**Goal of the exercise**
Copy the listing below in full, exactly as given.

** Opening Entries supplied block **

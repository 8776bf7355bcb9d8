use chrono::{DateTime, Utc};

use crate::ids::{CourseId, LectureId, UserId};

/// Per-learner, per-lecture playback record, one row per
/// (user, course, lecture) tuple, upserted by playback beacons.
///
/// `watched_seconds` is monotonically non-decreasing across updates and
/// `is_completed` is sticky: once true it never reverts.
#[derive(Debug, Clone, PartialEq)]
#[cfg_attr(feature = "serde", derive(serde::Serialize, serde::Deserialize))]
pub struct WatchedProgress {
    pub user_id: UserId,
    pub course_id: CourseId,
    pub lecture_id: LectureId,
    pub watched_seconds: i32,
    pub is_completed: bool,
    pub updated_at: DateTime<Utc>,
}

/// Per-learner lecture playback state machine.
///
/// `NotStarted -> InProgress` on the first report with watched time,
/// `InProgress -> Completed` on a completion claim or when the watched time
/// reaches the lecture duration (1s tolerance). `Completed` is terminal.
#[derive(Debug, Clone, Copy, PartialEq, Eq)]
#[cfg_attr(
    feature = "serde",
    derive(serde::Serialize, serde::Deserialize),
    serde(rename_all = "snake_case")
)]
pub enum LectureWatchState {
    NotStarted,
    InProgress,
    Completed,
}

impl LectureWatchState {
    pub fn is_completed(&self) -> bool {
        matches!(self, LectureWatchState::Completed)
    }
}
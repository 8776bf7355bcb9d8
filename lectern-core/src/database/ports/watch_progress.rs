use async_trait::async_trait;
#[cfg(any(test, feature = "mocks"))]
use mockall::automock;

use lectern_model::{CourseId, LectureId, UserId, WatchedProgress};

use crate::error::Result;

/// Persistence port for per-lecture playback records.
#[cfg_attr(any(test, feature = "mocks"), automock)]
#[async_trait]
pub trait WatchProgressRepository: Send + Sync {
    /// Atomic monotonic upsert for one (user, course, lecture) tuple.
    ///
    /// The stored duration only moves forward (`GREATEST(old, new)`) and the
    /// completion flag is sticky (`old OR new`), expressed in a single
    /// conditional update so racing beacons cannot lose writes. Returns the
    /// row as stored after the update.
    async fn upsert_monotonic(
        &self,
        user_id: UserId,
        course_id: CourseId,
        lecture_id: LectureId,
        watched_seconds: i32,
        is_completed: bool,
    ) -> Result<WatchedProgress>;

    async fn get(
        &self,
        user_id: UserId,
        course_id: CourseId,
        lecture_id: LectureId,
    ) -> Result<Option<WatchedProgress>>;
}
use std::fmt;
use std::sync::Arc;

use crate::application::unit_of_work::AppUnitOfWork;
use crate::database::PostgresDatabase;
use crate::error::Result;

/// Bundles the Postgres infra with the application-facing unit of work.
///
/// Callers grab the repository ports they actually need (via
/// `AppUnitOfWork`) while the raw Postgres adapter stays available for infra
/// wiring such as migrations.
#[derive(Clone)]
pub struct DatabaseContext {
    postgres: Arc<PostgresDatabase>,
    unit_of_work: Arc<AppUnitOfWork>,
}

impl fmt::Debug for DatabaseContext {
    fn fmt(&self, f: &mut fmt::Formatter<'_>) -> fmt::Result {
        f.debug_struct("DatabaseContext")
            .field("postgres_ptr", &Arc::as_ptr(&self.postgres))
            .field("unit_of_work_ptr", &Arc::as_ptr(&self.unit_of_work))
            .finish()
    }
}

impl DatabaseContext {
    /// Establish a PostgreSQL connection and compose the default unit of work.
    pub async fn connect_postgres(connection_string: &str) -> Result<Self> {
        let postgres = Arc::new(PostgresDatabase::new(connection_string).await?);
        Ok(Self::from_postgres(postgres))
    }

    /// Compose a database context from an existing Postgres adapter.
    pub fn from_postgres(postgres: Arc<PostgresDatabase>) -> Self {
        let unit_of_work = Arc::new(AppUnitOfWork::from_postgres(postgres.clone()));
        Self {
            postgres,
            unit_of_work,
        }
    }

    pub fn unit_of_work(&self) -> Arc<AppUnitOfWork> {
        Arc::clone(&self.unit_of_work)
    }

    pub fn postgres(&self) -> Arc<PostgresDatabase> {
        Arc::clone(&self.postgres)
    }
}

** Closing Entries supplied block **

**Completed task**
repository 8776bf7355bcb9d8
use chrono::{DateTime, Utc};

use crate::ids::{CourseId, LectureId, UserId};

/// Per-learner, per-lecture playback record, one row per
/// (user, course, lecture) tuple, upserted by playback beacons.
///
/// `watched_seconds` is monotonically non-decreasing across updates and
/// `is_completed` is sticky: once true it never reverts.
#[derive(Debug, Clone, PartialEq)]
#[cfg_attr(feature = "serde", derive(serde::Serialize, serde::Deserialize))]
pub struct WatchedProgress {
    pub user_id: UserId,
    pub course_id: CourseId,
    pub lecture_id: LectureId,
    pub watched_seconds: i32,
    pub is_completed: bool,
    pub updated_at: DateTime<Utc>,
}

/// Per-learner lecture playback state machine.
///
/// `NotStarted -> InProgress` on the first report with watched time,
/// `InProgress -> Completed` on a completion claim or when the watched time
/// reaches the lecture duration (1s tolerance). `Completed` is terminal.
#[derive(Debug, Clone, Copy, PartialEq, Eq)]
#[cfg_attr(
    feature = "serde",
    derive(serde::Serialize, serde::Deserialize),
    serde(rename_all = "snake_case")
)]
pub enum LectureWatchState {
    NotStarted,
    InProgress,
    Completed,
}

impl LectureWatchState {
    pub fn is_completed(&self) -> bool {
        matches!(self, LectureWatchState::Completed)
    }
}
repository 8776bf7355bcb9d8
filename lectern-core/src/database/ports/watch_progress.rs
use async_trait::async_trait;
#[cfg(any(test, feature = "mocks"))]
use mockall::automock;

use lectern_model::{CourseId, LectureId, UserId, WatchedProgress};

use crate::error::Result;

/// Persistence port for per-lecture playback records.
#[cfg_attr(any(test, feature = "mocks"), automock)]
#[async_trait]
pub trait WatchProgressRepository: Send + Sync {
    /// Atomic monotonic upsert for one (user, course, lecture) tuple.
    ///
    /// The stored duration only moves forward (`GREATEST(old, new)`) and the
    /// completion flag is sticky (`old OR new`), expressed in a single
    /// conditional update so racing beacons cannot lose writes. Returns the
    /// row as stored after the update.
    async fn upsert_monotonic(
        &self,
        user_id: UserId,
        course_id: CourseId,
        lecture_id: LectureId,
        watched_seconds: i32,
        is_completed: bool,
    ) -> Result<WatchedProgress>;

    async fn get(
        &self,
        user_id: UserId,
        course_id: CourseId,
        lecture_id: LectureId,
    ) -> Result<Option<WatchedProgress>>;
}
use std::fmt;
use std::sync::Arc;

use crate::application::unit_of_work::AppUnitOfWork;
use crate::database::PostgresDatabase;
use crate::error::Result;

/// Bundles the Postgres infra with the application-facing unit of work.
///
/// Callers grab the repository ports they actually need (via
/// `AppUnitOfWork`) while the raw Postgres adapter stays available for infra
/// wiring such as migrations.
#[derive(Clone)]
pub struct DatabaseContext {
    postgres: Arc<PostgresDatabase>,
    unit_of_work: Arc<AppUnitOfWork>,
}

impl fmt::Debug for DatabaseContext {
    fn fmt(&self, f: &mut fmt::Formatter<'_>) -> fmt::Result {
        f.debug_struct("DatabaseContext")
            .field("postgres_ptr", &Arc::as_ptr(&self.postgres))
            .field("unit_of_work_ptr", &Arc::as_ptr(&self.unit_of_work))
            .finish()
    }
}

impl DatabaseContext {
    /// Establish a PostgreSQL connection and compose the default unit of work.
    pub async fn connect_postgres(connection_string: &str) -> Result<Self> {
        let postgres = Arc::new(PostgresDatabase::new(connection_string).await?);
        Ok(Self::from_postgres(postgres))
    }

    /// Compose a database context from an existing Postgres adapter.
    pub fn from_postgres(postgres: Arc<PostgresDatabase>) -> Self {
        let unit_of_work = Arc::new(AppUnitOfWork::from_postgres(postgres.clone()));
        Self {
            postgres,
            unit_of_work,
        }
    }

    pub fn unit_of_work(&self) -> Arc<AppUnitOfWork> {
        Arc::clone(&self.unit_of_work)
    }

    pub fn postgres(&self) -> Arc<PostgresDatabase> {
        Arc::clone(&self.postgres)
    }
}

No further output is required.